Stored data:
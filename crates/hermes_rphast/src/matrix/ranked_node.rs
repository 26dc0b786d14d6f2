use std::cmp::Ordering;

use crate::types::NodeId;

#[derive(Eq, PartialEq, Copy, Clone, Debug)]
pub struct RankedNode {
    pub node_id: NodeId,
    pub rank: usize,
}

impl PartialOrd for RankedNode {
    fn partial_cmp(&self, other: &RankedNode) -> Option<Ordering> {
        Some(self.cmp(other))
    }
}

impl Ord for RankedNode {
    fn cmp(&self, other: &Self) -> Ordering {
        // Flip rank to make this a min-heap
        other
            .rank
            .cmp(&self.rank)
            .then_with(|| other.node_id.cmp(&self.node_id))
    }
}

REQUIRED WORK →
Please reproduce each entry exactly as it appears.

TASK ANSWER →
filename crates/hermes_rphast/src/matrix/ranked_node.rs
repository 26dc0b786d14d6f2
use std::cmp::Ordering;

use crate::types::NodeId;

#[derive(Eq, PartialEq, Copy, Clone, Debug)]
pub struct RankedNode {
    pub node_id: NodeId,
    pub rank: usize,
}

impl PartialOrd for RankedNode {
    fn partial_cmp(&self, other: &RankedNode) -> Option<Ordering> {
        Some(self.cmp(other))
    }
}

impl Ord for RankedNode {
    fn cmp(&self, other: &Self) -> Ordering {
        // Flip rank to make this a min-heap
        other
            .rank
            .cmp(&self.rank)
            .then_with(|| other.node_id.cmp(&self.node_id))
    }
}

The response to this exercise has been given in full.